Tzigane
: violon et luthéal, Maurice Ravel. Christophe Boulier,
violon. Miklos Schön, luthéal. Piano-Luthéal,
reconstitution de Daniel Magne en 1987, sur un piano demi-queue
Erard, E. 987.9.1

Le XXe siècle
est une époque de bouleversements techniques et de ruptures
esthétiques qui voit apparaître de nouveaux langages
musicaux (atonalité,
dodécaphonisme)
et remettre en question la grammaire harmonique (tonalité)
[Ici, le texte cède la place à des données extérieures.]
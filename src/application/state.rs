use crate::core::models::{PlaybackStats, RepeatMode, Track, TransportState};
use serde::Serialize;

pub const DEFAULT_VOLUME: f32 = 0.7;
pub const DEFAULT_PLAYBACK_RATE: f32 = 1.0;

/// Playback preferences restored at start-up.
///
/// Each field is validated on its own; a bad stored value only resets that field.
#[derive(Debug, Clone, Copy, PartialEq)]
pub struct Preferences {
    pub volume: f32,
    pub repeat_mode: RepeatMode,
    pub shuffle_enabled: bool,
    pub playback_rate: f32,
}

impl Default for Preferences {
    fn default() -> Self {
        Self {
            volume: DEFAULT_VOLUME,
            repeat_mode: RepeatMode::Off,
            shuffle_enabled: false,
            playback_rate: DEFAULT_PLAYBACK_RATE,
        }
    }
}

impl Preferences {
    /// Parses a stored volume; non-numbers are rejected, numbers are clamped.
    pub fn parse_volume(raw: &str) -> Option<f32> {
        raw.trim()
            .parse::<f32>()
            .ok()
            .filter(|v| v.is_finite())
            .map(|v| v.clamp(0.0, 1.0))
    }

    pub fn parse_repeat(raw: &str) -> Option<RepeatMode> {
        // Stored either bare (`all`) or JSON-quoted (`"all"`).
        raw.trim().trim_matches('"').parse().ok()
    }

    pub fn parse_shuffle(raw: &str) -> Option<bool> {
        serde_json::from_str::<bool>(raw.trim()).ok()
    }

    pub fn parse_rate(raw: &str) -> Option<f32> {
        raw.trim()
            .parse::<f32>()
            .ok()
            .filter(|r| r.is_finite() && *r > 0.0)
    }
}

/// State of the playback session, owned and mutated only by the controller.
#[derive(Debug, Clone, PartialEq, Serialize)]
pub struct PlaybackSession {
    /// Selected position in the catalog; `None` when nothing is selected.
    pub current_index: Option<usize>,
    pub transport: TransportState,
    pub current_time: f64,
    /// 0 while unknown.
    pub duration: f64,
    pub volume: f32,
    pub is_muted: bool,
    /// Last non-zero volume, restored on unmute.
    pub pre_mute_volume: f32,
    pub playback_rate: f32,
    pub repeat_mode: RepeatMode,
    pub shuffle_enabled: bool,
}

impl PlaybackSession {
    pub fn from_preferences(prefs: &Preferences) -> Self {
        Self {
            current_index: None,
            transport: TransportState::Idle,
            current_time: 0.0,
            duration: 0.0,
            volume: prefs.volume,
            is_muted: prefs.volume == 0.0,
            pre_mute_volume: if prefs.volume > 0.0 {
                prefs.volume
            } else {
                DEFAULT_VOLUME
            },
            playback_rate: prefs.playback_rate,
            repeat_mode: prefs.repeat_mode,
            shuffle_enabled: prefs.shuffle_enabled,
        }
    }

    pub fn preferences(&self) -> Preferences {
        Preferences {
            volume: self.volume,
            repeat_mode: self.repeat_mode,
            shuffle_enabled: self.shuffle_enabled,
            playback_rate: self.playback_rate,
        }
    }

    /// Index as stored: -1 when nothing is selected.
    pub fn current_index_raw(&self) -> i64 {
        self.current_index.map(|i| i as i64).unwrap_or(-1)
    }
}

impl Default for PlaybackSession {
    fn default() -> Self {
        Self::from_preferences(&Preferences::default())
    }
}

/// Read-only copy of everything a UI needs to draw the player.
#[derive(Debug, Clone, PartialEq, Serialize)]
pub struct PlayerSnapshot {
    pub session: PlaybackSession,
    pub current_track: Option<Track>,
    pub is_favorite: bool,
    pub catalog_len: usize,
    pub stats: PlaybackStats,
}

#[cfg(test)]
mod tests {
    use super::*;

    #[test]
    fn volume_parsing_clamps_and_rejects_garbage() {
        assert_eq!(Preferences::parse_volume("0.25"), Some(0.25));
        assert_eq!(Preferences::parse_volume("1.7"), Some(1.0));
        assert_eq!(Preferences::parse_volume("-2"), Some(0.0));
        assert_eq!(Preferences::parse_volume("NaN"), None);
        assert_eq!(Preferences::parse_volume("loud"), None);
    }

    #[test]
    fn repeat_parsing_accepts_quoted_values() {
        assert_eq!(Preferences::parse_repeat("one"), Some(RepeatMode::One));
        assert_eq!(Preferences::parse_repeat("\"all\""), Some(RepeatMode::All));
        assert_eq!(Preferences::parse_repeat("twice"), None);
    }

    #[test]
    fn shuffle_and_rate_parsing() {
        assert_eq!(Preferences::parse_shuffle("true"), Some(true));
        assert_eq!(Preferences::parse_shuffle("false"), Some(false));
        assert_eq!(Preferences::parse_shuffle("yes"), None);
        assert_eq!(Preferences::parse_rate("1.5"), Some(1.5));
        assert_eq!(Preferences::parse_rate("0"), None);
        assert_eq!(Preferences::parse_rate("-1"), None);
    }

    #[test]
    fn session_from_muted_preferences_keeps_a_restorable_volume() {
        let prefs = Preferences {
            volume: 0.0,
            ..Preferences::default()
        };
        let session = PlaybackSession::from_preferences(&prefs);
        assert!(session.is_muted);
        assert_eq!(session.pre_mute_volume, DEFAULT_VOLUME);
        assert_eq!(session.current_index_raw(), -1);
    }
}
établie depuis plusieurs siècles.
Pour le piano, c'est
un véritable défi à relever car l'instrument
à clavier a été pendant deux siècles
le « socle de la tonalité ». C'est
précisément lui qui va offrir aux musiciens le moyen
de s'émanciper, de développer toutes les possiblités
offertes par l'atonalité. Lorsqu'Arnold Schönberg
(1874-1951) compose en 1909 les trois Klavierstücke
op.11, il bouleverse des années d'habitudes pianistiques
et ouvre la voie vers une autre harmonisation.
Dans cette période
mouvante, l'ordre sonore est lui-même controversé
(musique concrète, électronique, électro-acoustique),
les esthétiques se succèdent, cœxistent, se
mêlent.
Maurice Ravel (1875-1937)
utilise les formes anciennes d'écriture pour le clavecin
(Le tombeau de Couperin, 1917) ou rend hommage à
Mozart en y mêlant des accents de jazz dans son Concerto
en sol (1931).
Igor Stravinski (1882-1971,
Sonate 1924), Bela Bartok (1881-1945, Suite op. 14,
1914), pour ne citer qu'eux, composent des pièces dans
lesquelles ils explorent la composante percussive du piano.
Georges Cloëtens
invente en 1919 un système additionnel au piano à
queue, permettant de reproduire le son de cymbalum et le jeu
de luth du clavecin, très riche en harmoniques, qu'il nomme
« luthéal ».
Maurice Ravel utilise
cet instrument dans deux de ces compositions, Tzigane
(1924) et L'enfant et les sortilèges (1920-1925).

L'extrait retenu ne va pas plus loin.